Sometimes I wonder what it’s like to have a less complicated sense of cultural identity. Sometimes I wonder if my personality simply predisposes me to having a complicated sense of cultural identity, regardless of what cultural identity I had, or if my brain would make a mess of some other category of identity more if I didn’t have this to chew on. The liminality isn’t all bad. Growing up Chinese American and dwelling in ambiguity helped me to accept from a young age the idea of having fondness for a country and its culture while also being critical of it. All identity and culture and the interplay of the two is transient, evolving, and I’ve always seen that even when I didn’t want to. My feelings here encapsulate my particular contemplations on the matter, shaped by my age, the place I grew up, the circumstances under which my parents immigrated. “More” or “less” Chinese doesn’t even begin to capture it.
If I go to China again, I probably won’t be able to recognize a lot of it. I definitely won’t be able to read the signs. Those are just facts, without a negative or positive valence, without judgment. It can just be going back to China unburdened with frantic attempts to assign value or deeper meaning. It can just be an opportunity to explore with curiosity and consume that perfectly airy buttercream cake.

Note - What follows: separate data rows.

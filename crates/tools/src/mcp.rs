//! MCP-compatible tool types
//!
//! Tool schemas, outputs and errors in the shape of the Model Context
//! Protocol `tools/list` and `tools/call` payloads.

use async_trait::async_trait;
use serde::{Deserialize, Serialize};
use serde_json::Value;
use std::collections::BTreeMap;
use thiserror::Error;

use chia_core::ToolDefinition;

/// Default per-tool timeout
pub const DEFAULT_TOOL_TIMEOUT_SECS: u64 = 30;

/// Tool description as advertised to clients and the LLM
#[derive(Debug, Clone, PartialEq, Serialize, Deserialize)]
#[serde(rename_all = "camelCase")]
pub struct ToolSchema {
    pub name: String,
    pub description: String,
    pub input_schema: InputSchema,
}

impl ToolSchema {
    /// Function definition for chat-completion requests
    pub fn to_definition(&self) -> ToolDefinition {
        ToolDefinition::new(
            self.name.clone(),
            self.description.clone(),
            self.input_schema.to_value(),
        )
    }
}

/// JSON schema of a tool's arguments (always an object)
#[derive(Debug, Clone, PartialEq, Serialize, Deserialize)]
pub struct InputSchema {
    #[serde(rename = "type")]
    pub schema_type: String,
    pub properties: BTreeMap<String, PropertySchema>,
    #[serde(default)]
    pub required: Vec<String>,
}

impl InputSchema {
    /// Empty object schema
    pub fn object() -> Self {
        Self {
            schema_type: "object".to_string(),
            properties: BTreeMap::new(),
            required: Vec::new(),
        }
    }

    /// Add a property
    pub fn property(mut self, name: &str, schema: PropertySchema, required: bool) -> Self {
        self.properties.insert(name.to_string(), schema);
        if required {
            self.required.push(name.to_string());
        }
        self
    }

    pub fn to_value(&self) -> Value {
        serde_json::to_value(self).unwrap_or_else(|_| serde_json::json!({"type": "object"}))
    }
}

/// Single property schema
#[derive(Debug, Clone, PartialEq, Serialize, Deserialize)]
pub struct PropertySchema {
    #[serde(rename = "type")]
    pub prop_type: String,
    pub description: String,
    #[serde(rename = "enum", skip_serializing_if = "Option::is_none")]
    pub enum_values: Option<Vec<String>>,
    #[serde(skip_serializing_if = "Option::is_none")]
    pub default: Option<Value>,
}

impl PropertySchema {
    fn typed(prop_type: &str, description: &str) -> Self {
        Self {
            prop_type: prop_type.to_string(),
            description: description.to_string(),
            enum_values: None,
            default: None,
        }
    }

    pub fn string(description: &str) -> Self {
        Self::typed("string", description)
    }

    pub fn number(description: &str) -> Self {
        Self::typed("number", description)
    }

    pub fn boolean(description: &str) -> Self {
        Self::typed("boolean", description)
    }

    pub fn enum_type(description: &str, values: Vec<String>) -> Self {
        Self {
            enum_values: Some(values),
            ..Self::typed("string", description)
        }
    }

    pub fn with_default(mut self, value: Value) -> Self {
        self.default = Some(value);
        self
    }

    /// Whether `value` has this property's JSON type
    fn accepts(&self, value: &Value) -> bool {
        match self.prop_type.as_str() {
            "string" => value.is_string(),
            "number" => value.is_number(),
            "integer" => value.is_i64() || value.is_u64(),
            "boolean" => value.is_boolean(),
            _ => true,
        }
    }
}

/// Content block of a tool result
#[derive(Debug, Clone, PartialEq, Serialize, Deserialize)]
#[serde(tag = "type", rename_all = "lowercase")]
pub enum ContentBlock {
    Text { text: String },
}

/// Tool call result
#[derive(Debug, Clone, PartialEq, Serialize, Deserialize)]
#[serde(rename_all = "camelCase")]
pub struct ToolOutput {
    pub content: Vec<ContentBlock>,
    #[serde(default)]
    pub is_error: bool,
}

impl ToolOutput {
    pub fn text(text: impl Into<String>) -> Self {
        Self {
            content: vec![ContentBlock::Text { text: text.into() }],
            is_error: false,
        }
    }

    /// Pretty-printed JSON as a single text block
    pub fn json(value: Value) -> Self {
        let text = serde_json::to_string_pretty(&value).unwrap_or_else(|_| value.to_string());
        Self::text(text)
    }

    /// Result the LLM should read as a failure
    pub fn error(value: Value) -> Self {
        Self {
            is_error: true,
            ..Self::json(value)
        }
    }

    /// Concatenated text of all blocks
    pub fn text_content(&self) -> String {
        self.content
            .iter()
            .map(|block| match block {
                ContentBlock::Text { text } => text.as_str(),
            })
            .collect::<Vec<_>>()
            .join("\n")
    }
}

/// JSON-RPC style error codes
#[derive(Debug, Clone, Copy, PartialEq, Eq, Serialize, Deserialize)]
pub enum ErrorCode {
    MethodNotFound,
    InvalidParams,
    InternalError,
    Timeout,
}

impl ErrorCode {
    pub fn code(&self) -> i32 {
        match self {
            ErrorCode::MethodNotFound => -32601,
            ErrorCode::InvalidParams => -32602,
            ErrorCode::InternalError => -32603,
            ErrorCode::Timeout => -32000,
        }
    }
}

/// Tool execution error
#[derive(Error, Debug, Clone, PartialEq)]
#[error("{message}")]
pub struct ToolError {
    pub code: ErrorCode,
    pub message: String,
}

impl ToolError {
    pub fn new(code: ErrorCode, message: impl Into<String>) -> Self {
        Self {
            code,
            message: message.into(),
        }
    }

    pub fn not_found(message: impl Into<String>) -> Self {
        Self::new(ErrorCode::MethodNotFound, message)
    }

    pub fn invalid_params(message: impl Into<String>) -> Self {
        Self::new(ErrorCode::InvalidParams, message)
    }

    pub fn internal(message: impl Into<String>) -> Self {
        Self::new(ErrorCode::InternalError, message)
    }

    pub fn timeout(tool: &str, secs: u64) -> Self {
        Self::new(
            ErrorCode::Timeout,
            format!("Tool '{}' timed out after {}s", tool, secs),
        )
    }
}

impl From<ToolError> for chia_core::Error {
    fn from(err: ToolError) -> Self {
        chia_core::Error::Tool(err.to_string())
    }
}

/// Callable tool
#[async_trait]
pub trait Tool: Send + Sync {
    fn name(&self) -> &str;

    fn description(&self) -> &str;

    fn schema(&self) -> ToolSchema;

    /// Check required properties are present with the declared type
    fn validate(&self, input: &Value) -> Result<(), ToolError> {
        let schema = self.schema().input_schema;
        let args = input
            .as_object()
            .ok_or_else(|| ToolError::invalid_params("Arguments must be a JSON object"))?;

        for name in &schema.required {
            let value = args
                .get(name)
                .filter(|v| !v.is_null())
                .ok_or_else(|| ToolError::invalid_params(format!("{} is required", name)))?;
            if let Some(prop) = schema.properties.get(name) {
                if !prop.accepts(value) {
                    return Err(ToolError::invalid_params(format!(
                        "{} must be a {}",
                        name, prop.prop_type
                    )));
                }
            }
        }
        Ok(())
    }

    async fn execute(&self, input: Value) -> Result<ToolOutput, ToolError>;

    fn timeout_secs(&self) -> u64 {
        DEFAULT_TOOL_TIMEOUT_SECS
    }
}

#[cfg(test)]
mod tests {
    use super::*;
    use serde_json::json;

    struct ZipTool;

    #[async_trait]
    impl Tool for ZipTool {
        fn name(&self) -> &str {
            "zip"
        }

        fn description(&self) -> &str {
            "Takes a ZIP code"
        }

        fn schema(&self) -> ToolSchema {
            ToolSchema {
                name: self.name().to_string(),
                description: self.description().to_string(),
                input_schema: InputSchema::object().property(
                    "zip_code",
                    PropertySchema::string("ZIP code"),
                    true,
                ),
            }
        }

        async fn execute(&self, _input: Value) -> Result<ToolOutput, ToolError> {
            Ok(ToolOutput::text("ok"))
        }
    }

    #[test]
    fn test_schema_json_shape() {
        let value = serde_json::to_value(ZipTool.schema()).unwrap();
        assert_eq!(value["inputSchema"]["type"], "object");
        assert_eq!(value["inputSchema"]["properties"]["zip_code"]["type"], "string");
        assert_eq!(value["inputSchema"]["required"], json!(["zip_code"]));
    }

    #[test]
    fn test_definition_parameters() {
        let def = ZipTool.schema().to_definition();
        assert_eq!(def.name, "zip");
        assert_eq!(def.parameters["required"], json!(["zip_code"]));
    }

    #[test]
    fn test_validate() {
        assert!(ZipTool.validate(&json!({"zip_code": "02906"})).is_ok());

        let missing = ZipTool.validate(&json!({})).unwrap_err();
        assert_eq!(missing.code, ErrorCode::InvalidParams);
        assert_eq!(missing.message, "zip_code is required");

        let wrong_type = ZipTool.validate(&json!({"zip_code": 2906})).unwrap_err();
        assert_eq!(wrong_type.code, ErrorCode::InvalidParams);

        assert!(ZipTool.validate(&json!("02906")).is_err());
    }

    #[test]
    fn test_output_text() {
        let output = ToolOutput::json(json!({"a": 1}));
        assert!(!output.is_error);
        assert!(output.text_content().contains("\"a\": 1"));

        let error = ToolOutput::error(json!({"error": "boom"}));
        assert!(error.is_error);

        let wire = serde_json::to_value(ToolOutput::text("hi")).unwrap();
        assert_eq!(wire["content"][0]["type"], "text");
        assert_eq!(wire["isError"], false);
    }
}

Published on November 7, 2023
Words by Anson Tong
Anson Tong (she/her) is a freelance writer based in Chicago. Her work has appeared in Chicago Reader, The Rumpus, and The Millions. She writes the Substack newsletter Third Thing, which has no theme and more than three things. You can find her on Twitter @ansonjtong and on Instagram @ansonjtong.jpg.
Art by Ryan Quan
Ryan Quan is the Social Media Editor for JoySauce. This queer, half-Chinese, half-Filipino writer and graphic designer loves everything related to music, creative nonfiction, and art. Based in Brooklyn, he spends most of his time dancing to hyperpop and accidentally falling asleep on the subway. Follow him on Instagram at @ryanquans.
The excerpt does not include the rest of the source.